Exercise
Filter the entries down to the lines containing "Mapped", and copy those lines.

[Items from a data source]
BEGIN

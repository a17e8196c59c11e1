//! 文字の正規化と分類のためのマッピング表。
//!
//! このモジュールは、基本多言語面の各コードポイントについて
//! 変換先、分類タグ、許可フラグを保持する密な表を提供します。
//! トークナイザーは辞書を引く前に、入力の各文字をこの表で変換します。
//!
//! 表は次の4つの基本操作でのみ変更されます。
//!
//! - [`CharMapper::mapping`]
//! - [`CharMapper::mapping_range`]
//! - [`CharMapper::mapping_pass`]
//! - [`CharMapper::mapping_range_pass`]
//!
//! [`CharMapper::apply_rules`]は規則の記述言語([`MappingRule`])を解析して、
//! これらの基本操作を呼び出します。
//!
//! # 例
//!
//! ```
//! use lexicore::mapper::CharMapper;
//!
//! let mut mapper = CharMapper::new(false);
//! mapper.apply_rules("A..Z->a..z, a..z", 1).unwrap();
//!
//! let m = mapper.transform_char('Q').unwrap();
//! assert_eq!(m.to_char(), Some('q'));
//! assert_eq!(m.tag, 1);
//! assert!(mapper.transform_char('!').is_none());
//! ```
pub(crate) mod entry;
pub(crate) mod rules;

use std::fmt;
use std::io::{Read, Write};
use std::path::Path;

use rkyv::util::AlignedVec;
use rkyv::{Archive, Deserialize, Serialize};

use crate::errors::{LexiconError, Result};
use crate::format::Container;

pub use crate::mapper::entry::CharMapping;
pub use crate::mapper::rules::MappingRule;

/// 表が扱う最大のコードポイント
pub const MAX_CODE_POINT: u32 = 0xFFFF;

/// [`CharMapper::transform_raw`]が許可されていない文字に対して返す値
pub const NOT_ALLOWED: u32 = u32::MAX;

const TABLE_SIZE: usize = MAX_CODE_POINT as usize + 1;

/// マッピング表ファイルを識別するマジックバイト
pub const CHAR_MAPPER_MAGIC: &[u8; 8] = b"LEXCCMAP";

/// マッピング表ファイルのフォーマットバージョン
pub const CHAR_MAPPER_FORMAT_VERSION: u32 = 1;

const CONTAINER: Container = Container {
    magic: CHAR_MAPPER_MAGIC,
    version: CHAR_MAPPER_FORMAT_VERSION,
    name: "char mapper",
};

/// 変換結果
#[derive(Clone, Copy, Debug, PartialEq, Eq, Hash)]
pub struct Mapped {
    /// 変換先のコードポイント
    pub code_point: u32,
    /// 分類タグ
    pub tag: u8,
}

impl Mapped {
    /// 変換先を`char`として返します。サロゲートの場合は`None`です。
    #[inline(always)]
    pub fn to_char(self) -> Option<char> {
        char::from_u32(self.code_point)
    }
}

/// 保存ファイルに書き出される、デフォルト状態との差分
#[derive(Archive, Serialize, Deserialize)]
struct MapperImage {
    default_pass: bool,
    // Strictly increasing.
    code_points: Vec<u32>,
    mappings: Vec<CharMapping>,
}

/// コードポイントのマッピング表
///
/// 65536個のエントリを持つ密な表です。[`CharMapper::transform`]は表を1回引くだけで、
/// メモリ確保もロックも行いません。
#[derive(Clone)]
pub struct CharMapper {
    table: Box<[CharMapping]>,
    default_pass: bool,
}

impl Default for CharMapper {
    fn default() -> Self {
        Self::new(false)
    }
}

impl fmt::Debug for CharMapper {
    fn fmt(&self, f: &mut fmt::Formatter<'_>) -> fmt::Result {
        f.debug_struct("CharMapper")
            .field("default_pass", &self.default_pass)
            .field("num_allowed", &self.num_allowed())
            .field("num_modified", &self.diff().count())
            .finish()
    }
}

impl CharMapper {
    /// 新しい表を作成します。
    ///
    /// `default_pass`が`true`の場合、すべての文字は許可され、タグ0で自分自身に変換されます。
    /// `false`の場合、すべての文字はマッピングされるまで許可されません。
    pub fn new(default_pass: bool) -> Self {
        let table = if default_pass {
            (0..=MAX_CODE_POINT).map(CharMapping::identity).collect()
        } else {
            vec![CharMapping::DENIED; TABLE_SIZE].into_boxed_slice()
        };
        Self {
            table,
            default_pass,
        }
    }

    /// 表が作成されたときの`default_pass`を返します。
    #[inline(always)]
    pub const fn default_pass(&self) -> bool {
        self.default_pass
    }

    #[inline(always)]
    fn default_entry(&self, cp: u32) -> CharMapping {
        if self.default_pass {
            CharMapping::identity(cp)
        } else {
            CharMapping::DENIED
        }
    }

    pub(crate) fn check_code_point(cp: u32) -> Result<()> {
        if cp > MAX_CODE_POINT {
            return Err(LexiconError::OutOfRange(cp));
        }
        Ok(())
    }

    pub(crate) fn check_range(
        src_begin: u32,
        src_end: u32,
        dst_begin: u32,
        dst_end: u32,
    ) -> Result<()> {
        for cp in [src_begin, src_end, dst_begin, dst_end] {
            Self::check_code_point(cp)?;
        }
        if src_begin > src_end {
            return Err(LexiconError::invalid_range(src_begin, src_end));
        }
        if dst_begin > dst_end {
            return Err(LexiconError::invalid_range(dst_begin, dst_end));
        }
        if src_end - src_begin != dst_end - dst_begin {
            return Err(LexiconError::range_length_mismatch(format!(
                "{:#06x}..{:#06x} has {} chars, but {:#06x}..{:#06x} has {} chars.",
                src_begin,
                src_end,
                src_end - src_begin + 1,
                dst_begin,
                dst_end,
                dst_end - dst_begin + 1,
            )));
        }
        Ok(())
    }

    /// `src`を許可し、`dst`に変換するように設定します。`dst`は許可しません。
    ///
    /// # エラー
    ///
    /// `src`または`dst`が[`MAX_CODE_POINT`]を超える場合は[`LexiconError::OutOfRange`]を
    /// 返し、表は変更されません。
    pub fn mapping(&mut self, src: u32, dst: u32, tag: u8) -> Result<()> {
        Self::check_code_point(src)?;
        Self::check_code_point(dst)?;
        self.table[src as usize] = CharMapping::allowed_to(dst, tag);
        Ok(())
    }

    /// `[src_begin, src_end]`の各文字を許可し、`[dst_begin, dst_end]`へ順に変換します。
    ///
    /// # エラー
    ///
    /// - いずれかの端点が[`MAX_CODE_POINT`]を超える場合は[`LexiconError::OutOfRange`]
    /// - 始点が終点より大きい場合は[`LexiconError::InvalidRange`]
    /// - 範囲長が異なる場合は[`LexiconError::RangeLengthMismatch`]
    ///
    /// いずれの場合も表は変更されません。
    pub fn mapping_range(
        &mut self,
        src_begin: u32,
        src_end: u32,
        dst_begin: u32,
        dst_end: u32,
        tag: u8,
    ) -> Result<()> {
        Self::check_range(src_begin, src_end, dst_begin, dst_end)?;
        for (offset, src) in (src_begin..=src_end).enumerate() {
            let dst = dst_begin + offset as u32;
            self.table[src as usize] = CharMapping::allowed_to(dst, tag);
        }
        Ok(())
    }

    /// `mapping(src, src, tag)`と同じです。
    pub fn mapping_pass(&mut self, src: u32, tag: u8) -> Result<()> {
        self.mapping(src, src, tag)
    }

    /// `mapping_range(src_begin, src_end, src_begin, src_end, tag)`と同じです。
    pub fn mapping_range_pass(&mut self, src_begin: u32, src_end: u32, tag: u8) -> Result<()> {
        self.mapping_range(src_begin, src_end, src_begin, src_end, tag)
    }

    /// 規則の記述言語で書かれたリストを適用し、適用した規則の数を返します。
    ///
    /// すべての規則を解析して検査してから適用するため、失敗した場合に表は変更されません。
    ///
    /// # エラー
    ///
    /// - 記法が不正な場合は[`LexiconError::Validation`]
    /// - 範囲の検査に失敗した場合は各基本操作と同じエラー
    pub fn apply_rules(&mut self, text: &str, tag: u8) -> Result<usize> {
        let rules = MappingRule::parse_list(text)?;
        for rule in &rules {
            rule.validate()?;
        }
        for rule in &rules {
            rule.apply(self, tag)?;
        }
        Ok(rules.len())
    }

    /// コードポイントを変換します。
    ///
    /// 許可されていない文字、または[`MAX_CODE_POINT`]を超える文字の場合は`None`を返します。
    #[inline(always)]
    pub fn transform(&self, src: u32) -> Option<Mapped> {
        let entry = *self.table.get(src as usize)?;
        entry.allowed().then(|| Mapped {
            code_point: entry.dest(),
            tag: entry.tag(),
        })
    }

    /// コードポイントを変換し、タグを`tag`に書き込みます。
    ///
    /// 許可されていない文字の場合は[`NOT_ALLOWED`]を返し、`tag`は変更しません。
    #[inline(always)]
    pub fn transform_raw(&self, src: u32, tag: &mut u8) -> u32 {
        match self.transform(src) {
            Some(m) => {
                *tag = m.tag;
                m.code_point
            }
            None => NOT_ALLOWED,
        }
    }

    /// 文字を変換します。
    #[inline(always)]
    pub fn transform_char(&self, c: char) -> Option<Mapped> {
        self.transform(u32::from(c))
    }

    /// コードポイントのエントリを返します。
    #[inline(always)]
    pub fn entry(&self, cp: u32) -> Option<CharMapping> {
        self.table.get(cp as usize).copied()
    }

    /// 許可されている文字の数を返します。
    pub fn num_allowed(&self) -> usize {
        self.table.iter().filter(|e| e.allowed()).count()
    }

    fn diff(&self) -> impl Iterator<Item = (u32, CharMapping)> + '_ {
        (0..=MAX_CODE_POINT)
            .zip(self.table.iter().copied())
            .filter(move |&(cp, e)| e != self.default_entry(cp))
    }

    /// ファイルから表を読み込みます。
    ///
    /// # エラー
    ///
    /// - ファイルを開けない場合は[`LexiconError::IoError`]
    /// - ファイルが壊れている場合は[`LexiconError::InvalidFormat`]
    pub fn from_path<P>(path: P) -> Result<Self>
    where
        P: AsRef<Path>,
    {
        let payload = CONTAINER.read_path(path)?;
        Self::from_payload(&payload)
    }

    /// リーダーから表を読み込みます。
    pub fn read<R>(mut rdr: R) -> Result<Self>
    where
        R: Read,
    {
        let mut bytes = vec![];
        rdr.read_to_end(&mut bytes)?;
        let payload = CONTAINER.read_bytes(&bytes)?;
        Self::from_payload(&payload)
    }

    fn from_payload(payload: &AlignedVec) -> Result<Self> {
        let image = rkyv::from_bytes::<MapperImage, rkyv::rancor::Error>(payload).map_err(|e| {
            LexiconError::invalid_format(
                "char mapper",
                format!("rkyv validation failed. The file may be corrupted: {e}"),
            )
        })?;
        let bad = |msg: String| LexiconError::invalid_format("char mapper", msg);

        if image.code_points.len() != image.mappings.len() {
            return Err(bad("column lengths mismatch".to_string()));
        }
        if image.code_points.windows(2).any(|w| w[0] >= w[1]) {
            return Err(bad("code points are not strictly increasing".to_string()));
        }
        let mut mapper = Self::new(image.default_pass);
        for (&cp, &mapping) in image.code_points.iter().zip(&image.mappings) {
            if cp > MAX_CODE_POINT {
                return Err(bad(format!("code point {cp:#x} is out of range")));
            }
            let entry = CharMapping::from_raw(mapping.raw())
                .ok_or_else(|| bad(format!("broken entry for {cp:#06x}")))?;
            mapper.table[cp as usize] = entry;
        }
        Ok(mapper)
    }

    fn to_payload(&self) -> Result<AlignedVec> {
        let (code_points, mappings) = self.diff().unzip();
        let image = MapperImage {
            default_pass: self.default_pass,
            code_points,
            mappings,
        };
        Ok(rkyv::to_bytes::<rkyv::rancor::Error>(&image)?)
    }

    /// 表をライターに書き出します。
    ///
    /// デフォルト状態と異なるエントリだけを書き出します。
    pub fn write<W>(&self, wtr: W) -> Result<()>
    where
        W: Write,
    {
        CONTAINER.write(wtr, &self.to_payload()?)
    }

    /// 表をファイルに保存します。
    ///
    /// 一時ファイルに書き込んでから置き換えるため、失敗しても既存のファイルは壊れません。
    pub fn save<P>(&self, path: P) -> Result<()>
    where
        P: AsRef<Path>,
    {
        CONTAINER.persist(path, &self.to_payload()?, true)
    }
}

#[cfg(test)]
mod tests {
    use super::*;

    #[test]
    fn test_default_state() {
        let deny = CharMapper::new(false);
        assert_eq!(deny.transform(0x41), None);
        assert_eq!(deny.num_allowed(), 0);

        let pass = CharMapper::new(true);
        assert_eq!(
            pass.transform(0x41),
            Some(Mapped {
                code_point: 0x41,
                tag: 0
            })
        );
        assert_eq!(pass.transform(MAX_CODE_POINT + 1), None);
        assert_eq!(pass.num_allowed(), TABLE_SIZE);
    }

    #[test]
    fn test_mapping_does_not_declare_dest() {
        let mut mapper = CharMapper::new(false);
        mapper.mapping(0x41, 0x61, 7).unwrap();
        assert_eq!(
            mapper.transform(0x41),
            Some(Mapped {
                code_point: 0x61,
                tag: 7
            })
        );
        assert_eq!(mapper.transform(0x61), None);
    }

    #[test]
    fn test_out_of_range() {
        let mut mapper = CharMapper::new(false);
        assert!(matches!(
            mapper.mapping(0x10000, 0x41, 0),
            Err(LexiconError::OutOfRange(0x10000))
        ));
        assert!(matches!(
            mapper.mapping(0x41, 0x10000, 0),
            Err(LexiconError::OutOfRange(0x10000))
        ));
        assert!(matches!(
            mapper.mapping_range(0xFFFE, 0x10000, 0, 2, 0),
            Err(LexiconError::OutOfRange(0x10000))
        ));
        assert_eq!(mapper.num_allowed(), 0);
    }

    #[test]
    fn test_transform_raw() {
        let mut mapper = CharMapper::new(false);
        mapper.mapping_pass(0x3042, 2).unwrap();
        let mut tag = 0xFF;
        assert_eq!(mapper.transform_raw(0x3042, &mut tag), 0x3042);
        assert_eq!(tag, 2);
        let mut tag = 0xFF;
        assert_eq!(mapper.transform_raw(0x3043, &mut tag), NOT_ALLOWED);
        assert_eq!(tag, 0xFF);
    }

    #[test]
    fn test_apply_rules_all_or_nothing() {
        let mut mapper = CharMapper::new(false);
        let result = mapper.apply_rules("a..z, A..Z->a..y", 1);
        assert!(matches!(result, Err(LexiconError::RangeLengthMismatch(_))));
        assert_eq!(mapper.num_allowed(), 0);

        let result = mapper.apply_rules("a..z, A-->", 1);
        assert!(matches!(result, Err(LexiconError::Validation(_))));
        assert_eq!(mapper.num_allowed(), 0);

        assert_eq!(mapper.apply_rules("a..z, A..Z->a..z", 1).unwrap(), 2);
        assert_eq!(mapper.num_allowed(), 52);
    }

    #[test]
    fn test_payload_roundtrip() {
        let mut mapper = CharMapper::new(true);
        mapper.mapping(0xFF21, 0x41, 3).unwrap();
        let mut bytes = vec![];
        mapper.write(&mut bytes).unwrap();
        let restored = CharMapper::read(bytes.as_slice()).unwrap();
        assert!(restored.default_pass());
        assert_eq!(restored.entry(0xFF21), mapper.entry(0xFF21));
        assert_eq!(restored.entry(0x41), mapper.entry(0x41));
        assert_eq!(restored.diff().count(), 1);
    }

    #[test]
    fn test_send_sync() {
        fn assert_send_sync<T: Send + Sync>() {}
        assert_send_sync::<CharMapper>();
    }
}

END

Answer
pub struct Mapped {
impl Mapped {
    pub fn transform(&self, src: u32) -> Option<Mapped> {
        entry.allowed().then(|| Mapped {
    pub fn transform_char(&self, c: char) -> Option<Mapped> {
            Some(Mapped {
            Some(Mapped {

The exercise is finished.